WORK ITEM: Reproduce the opening lines of the records exactly, please, stopping after the line that contains "the lifecycle engine.".

== EXERCISE DATA ==

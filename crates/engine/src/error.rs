//! Engine error types.

use common::{AggregateId, CourseId, LessonId, StudentId};
use domain::{
    CertificateError, DomainError, EnrollmentError, LessonProgressError, RosterError,
    TransactionError,
};
use event_store::EventStoreError;
use thiserror::Error;

use crate::services::RenderError;

/// Errors surfaced by the lifecycle engine.
///
/// Variants group into not-found, conflict, forbidden, validation and
/// transient failures; the HTTP layer maps each group to a status.
#[derive(Debug, Error)]
pub enum EngineError {
    #[error("Course not found: {0}")]
    CourseNotFound(CourseId),

    #[error("Lesson {lesson_id} is not part of course {course_id}")]
    LessonNotFound {
        course_id: CourseId,
        lesson_id: LessonId,
    },

    #[error("Transaction not found: {0}")]
    TransactionNotFound(AggregateId),

    #[error("No enrollment for student {student_id} in course {course_id}")]
    EnrollmentNotFound {
        student_id: StudentId,
        course_id: CourseId,
    },

    #[error("Certificate not found: {0}")]
    CertificateNotFound(String),

    #[error("Student not found: {0}")]
    StudentNotFound(StudentId),

    #[error("Already enrolled in this course")]
    AlreadyEnrolled,

    #[error("Not enrolled in this course")]
    NotEnrolled,

    #[error("Access denied: {0}")]
    Forbidden(&'static str),

    #[error("Course not completed yet")]
    CourseNotCompleted,

    #[error("Certificate has been revoked: {reason}")]
    CertificateRevoked { reason: String },

    #[error("Certificate is still being generated, please retry")]
    ArtifactNotReady,

    #[error("Validation error: {0}")]
    Validation(String),

    #[error("Invalid state: {0}")]
    InvalidState(String),

    #[error("{operation} kept conflicting with concurrent writers after {attempts} attempts")]
    RetriesExhausted {
        operation: &'static str,
        attempts: u32,
    },

    #[error("Certificate rendering failed: {0}")]
    Render(#[from] RenderError),

    #[error("Event store error: {0}")]
    EventStore(#[from] EventStoreError),

    #[error("Domain error: {0}")]
    Domain(DomainError),
}

impl EngineError {
    /// True when the operation lost an optimistic concurrency race and
    /// may succeed if re-run against fresh state.
    pub fn is_concurrency_conflict(&self) -> bool {
        match self {
            EngineError::EventStore(e) => e.is_concurrency_conflict(),
            EngineError::Domain(e) => e.is_concurrency_conflict(),
            _ => false,
        }
    }
}

impl From<DomainError> for EngineError {
    fn from(err: DomainError) -> Self {
        match err {
            DomainError::EventStore(e) => EngineError::EventStore(e),
            DomainError::Enrollment(EnrollmentError::AlreadyEnrolled) => {
                EngineError::AlreadyEnrolled
            }
            DomainError::Enrollment(EnrollmentError::NotEnrolled) => EngineError::NotEnrolled,
            DomainError::Enrollment(
                e @ (EnrollmentError::NotInitiated
                | EnrollmentError::PaymentPending { .. }
                | EnrollmentError::TransactionMismatch { .. }
                | EnrollmentError::InvalidStateTransition { .. }),
            ) => EngineError::InvalidState(e.to_string()),
            DomainError::Transaction(e) => EngineError::InvalidState(e.to_string()),
            DomainError::LessonProgress(LessonProgressError::InvalidReport(message)) => {
                EngineError::Validation(message)
            }
            DomainError::Certificate(CertificateError::Revoked { reason }) => {
                EngineError::CertificateRevoked { reason }
            }
            other => EngineError::Domain(other),
        }
    }
}

macro_rules! via_domain_error {
    ($($err:ty),* $(,)?) => {
        $(
            impl From<$err> for EngineError {
                fn from(err: $err) -> Self {
                    DomainError::from(err).into()
                }
            }
        )*
    };
}

via_domain_error!(
    EnrollmentError,
    TransactionError,
    LessonProgressError,
    CertificateError,
    RosterError,
);

pub type Result<T> = std::result::Result<T, EngineError>;
impl Aggregate for Enrollment {
    type Event = EnrollmentEvent;
    type Error = EnrollmentError;

    fn aggregate_type() -> &'static str {
        "Enrollment"
    }

    fn id(&self) -> Option<AggregateId> {
        self.id
    }

    fn version(&self) -> Version {
        self.version
    }

    fn set_version(&mut self, version: Version) {
        self.version = version;
    }

    fn apply(&mut self, event: Self::Event) {
        match event {
            EnrollmentEvent::EnrollmentInitiated(data) => {
                self.id = Some(data.enrollment_id);
                self.student_id = Some(data.student_id);
                self.course_id = Some(data.course_id);
                self.status = EnrollmentStatus::Pending;
                self.payment_status = PaymentStatus::Pending;
                self.enrolled_at = Some(data.initiated_at);
                self.cancellation_reason = None;
            }
            EnrollmentEvent::TransactionAttached(data) => {
                self.transaction_id = Some(data.transaction_id);
                self.amount = data.amount;
                self.payment_status = PaymentStatus::Pending;
            }
            EnrollmentEvent::PaymentConfirmed(_) => {
                self.status = EnrollmentStatus::Active;
                self.payment_status = PaymentStatus::Completed;
            }
            EnrollmentEvent::PaymentFailed(_) => {
                self.payment_status = PaymentStatus::Failed;
            }
            EnrollmentEvent::LessonAccessed(data) => {
                self.last_accessed_lesson = Some(data.lesson_id);
                self.last_accessed_at = Some(data.accessed_at);
            }
            EnrollmentEvent::LessonCompleted(data) => {
                self.completed_lessons.insert(data.lesson_id);
            }
            EnrollmentEvent::ProgressRecalculated(data) => {
                self.progress = self.progress.max(data.progress);
            }
            EnrollmentEvent::EnrollmentCompleted(data) => {
                self.status = EnrollmentStatus::Completed;
                self.completed_at = Some(data.completed_at);
                self.progress = self.progress.max(data.progress);
            }
            EnrollmentEvent::EnrollmentCancelled(data) => {
                self.status = EnrollmentStatus::Cancelled;
                self.cancellation_reason = Some(data.reason);
            }
        }
    }
}

impl SnapshotCapable for Enrollment {
    fn snapshot_interval() -> usize {
        50
    }
}

impl Enrollment {
    /// The enrollment stream for a (student, course) pair.
    pub fn stream_id(student_id: StudentId, course_id: CourseId) -> AggregateId {
        AggregateId::derived(
            "enrollment",
            &[student_id.as_uuid(), course_id.as_uuid()],
        )
    }
}

// Query methods
impl Enrollment {
    pub fn student_id(&self) -> Option<StudentId> {
        self.student_id
    }

    pub fn course_id(&self) -> Option<CourseId> {
        self.course_id
    }

    pub fn status(&self) -> EnrollmentStatus {
        self.status
    }

    pub fn payment_status(&self) -> PaymentStatus {
        self.payment_status
    }

    pub fn progress(&self) -> u8 {
        self.progress
    }

    pub fn completed_lessons(&self) -> &BTreeSet<LessonId> {
        &self.completed_lessons
    }

    pub fn has_completed_lesson(&self, lesson_id: &LessonId) -> bool {
        self.completed_lessons.contains(lesson_id)
    }

    pub fn last_accessed_lesson(&self) -> Option<LessonId> {
        self.last_accessed_lesson
    }

    pub fn last_accessed_at(&self) -> Option<DateTime<Utc>> {
        self.last_accessed_at
    }

    pub fn enrolled_at(&self) -> Option<DateTime<Utc>> {
        self.enrolled_at
    }

    pub fn completed_at(&self) -> Option<DateTime<Utc>> {
        self.completed_at
    }

    pub fn transaction_id(&self) -> Option<AggregateId> {
        self.transaction_id
    }

    pub fn amount(&self) -> Money {
        self.amount
    }

    pub fn cancellation_reason(&self) -> Option<&str> {
        self.cancellation_reason.as_deref()
    }

    pub fn grants_access(&self) -> bool {
        self.id.is_some() && self.status.grants_access()
    }

    pub fn is_completed(&self) -> bool {
        self.status == EnrollmentStatus::Completed
    }

    /// The transaction still awaiting payment, if any.
    pub fn open_transaction(&self) -> Option<AggregateId> {
        if self.status == EnrollmentStatus::Pending && self.payment_status == PaymentStatus::Pending
        {
            self.transaction_id
        } else {
            None
        }
    }
}
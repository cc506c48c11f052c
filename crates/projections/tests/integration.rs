//! Integration tests: aggregate commands → ProjectionProcessor → all views.

use common::{AggregateId, CourseId, StudentId};
use domain::{
    Certificate, CertificateId, CommandHandler, Enrollment, EnrollmentStatus, Money,
    NewCertificate, NewTransaction, PaymentTransaction,
};
use event_store::{EventStore, InMemoryEventStore};
use projections::{
    ProjectionProcessor, RevenueView, StudentCertificatesView, StudentEnrollmentsView,
};

struct Fixture {
    store: InMemoryEventStore,
    processor: ProjectionProcessor<InMemoryEventStore>,
    enrollments: StudentEnrollmentsView,
    certificates: StudentCertificatesView,
    revenue: RevenueView,
}

fn setup() -> Fixture {
    let store = InMemoryEventStore::new();

    let enrollments = StudentEnrollmentsView::new();
    let certificates = StudentCertificatesView::new();
    let revenue = RevenueView::new();

    let mut processor = ProjectionProcessor::new(store.clone());
    processor.register(Box::new(enrollments.clone()));
    processor.register(Box::new(certificates.clone()));
    processor.register(Box::new(revenue.clone()));

    Fixture {
        store,
        processor,
        enrollments,
        certificates,
        revenue,
    }
}

/// Opens and pays for an enrollment, returning the transaction id.
async fn enroll_and_pay(
    store: &InMemoryEventStore,
    student: StudentId,
    course: CourseId,
    price: i64,
) -> AggregateId {
    let enrollments: CommandHandler<_, Enrollment> = CommandHandler::new(store.clone());
    let transactions: CommandHandler<_, PaymentTransaction> = CommandHandler::new(store.clone());

    let enrollment_id = Enrollment::stream_id(student, course);
    let transaction_id = AggregateId::new();
    let amount = Money::from_units(price);

    let enrollment = enrollments.load(enrollment_id).await.unwrap();
    let opened = enrollment
        .initiate(enrollment_id, student, course, transaction_id, amount)
        .unwrap();
    let transaction = PaymentTransaction::default();
    let tx_opened = transaction
        .open(&NewTransaction {
            transaction_id,
            enrollment_id,
            student_id: student,
            course_id: course,
            course_title: "Rust Basics".to_string(),
            amount,
            upi_id: "elearning@upi".to_string(),
        })
        .unwrap();
    store
        .append_batch(vec![
            enrollments
                .stage(enrollment_id, &enrollment, &opened)
                .unwrap()
                .unwrap(),
            transactions
                .stage(transaction_id, &transaction, &tx_opened)
                .unwrap()
                .unwrap(),
        ])
        .await
        .unwrap();

    transactions
        .execute(transaction_id, |t| t.complete())
        .await
        .unwrap();
    enrollments
        .execute(enrollment_id, |e| e.confirm_payment(transaction_id))
        .await
        .unwrap();

    transaction_id
}

#[tokio::test]
async fn enrollments_and_revenue_follow_the_log() {
    let f = setup();
    let student = StudentId::new();
    let (rust, go) = (CourseId::new(), CourseId::new());

    enroll_and_pay(&f.store, student, rust, 499).await;
    enroll_and_pay(&f.store, student, go, 299).await;

    f.processor.run_catch_up().await.unwrap();

    let mine = f.enrollments.accessible_for_student(student).await;
    assert_eq!(mine.len(), 2);
    assert!(mine.iter().all(|e| e.status == EnrollmentStatus::Active));

    let stats = f.revenue.stats().await;
    assert_eq!(stats.total_transactions, 2);
    assert_eq!(stats.total_revenue, Money::from_units(798));
    assert_eq!(stats.average_order_value, Money::from_units(399));
}

#[tokio::test]
async fn catch_up_is_incremental() {
    let f = setup();
    let student = StudentId::new();

    enroll_and_pay(&f.store, student, CourseId::new(), 100).await;
    let first = f.processor.run_catch_up().await.unwrap();
    assert!(first > 0);

    enroll_and_pay(&f.store, student, CourseId::new(), 100).await;
    f.processor.run_catch_up().await.unwrap();

    assert_eq!(f.enrollments.for_student(student).await.len(), 2);
    assert_eq!(f.revenue.stats().await.total_transactions, 2);
}

#[tokio::test]
async fn certificates_appear_for_their_student() {
    let f = setup();
    let student = StudentId::new();
    let course = CourseId::new();

    let handler: CommandHandler<_, Certificate> = CommandHandler::new(f.store.clone());
    handler
        .execute(Certificate::stream_id(student, course), |c| {
            c.issue(NewCertificate {
                certificate_id: CertificateId::generate(),
                student_id: student,
                course_id: course,
                enrollment_id: Enrollment::stream_id(student, course),
                student_name: "Asha Rao".to_string(),
                course_title: "Rust Basics".to_string(),
                progress: 100,
                verification_url: "http://localhost:5173/verify-certificate/x".to_string(),
                completed_at: chrono::Utc::now(),
            })
        })
        .await
        .unwrap();

    f.processor.run_catch_up().await.unwrap();

    let certificates = f.certificates.for_student(student).await;
    assert_eq!(certificates.len(), 1);
    assert!(certificates[0].is_valid());
    assert!(f.certificates.for_student(StudentId::new()).await.is_empty());
}

#[tokio::test]
async fn rebuild_produces_the_same_views() {
    let f = setup();
    let student = StudentId::new();
    enroll_and_pay(&f.store, student, CourseId::new(), 250).await;

    f.processor.run_catch_up().await.unwrap();
    let before = f.revenue.stats().await;

    f.processor.rebuild_all().await.unwrap();
    assert_eq!(f.revenue.stats().await, before);
    assert_eq!(f.enrollments.for_student(student).await.len(), 1);
}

===

RESPONSE BOX:
filename crates/engine/src/error.rs
//! Engine error types.

use common::{AggregateId, CourseId, LessonId, StudentId};
use domain::{
    CertificateError, DomainError, EnrollmentError, LessonProgressError, RosterError,
    TransactionError,
};
use event_store::EventStoreError;
use thiserror::Error;

use crate::services::RenderError;

/// Errors surfaced by the lifecycle engine.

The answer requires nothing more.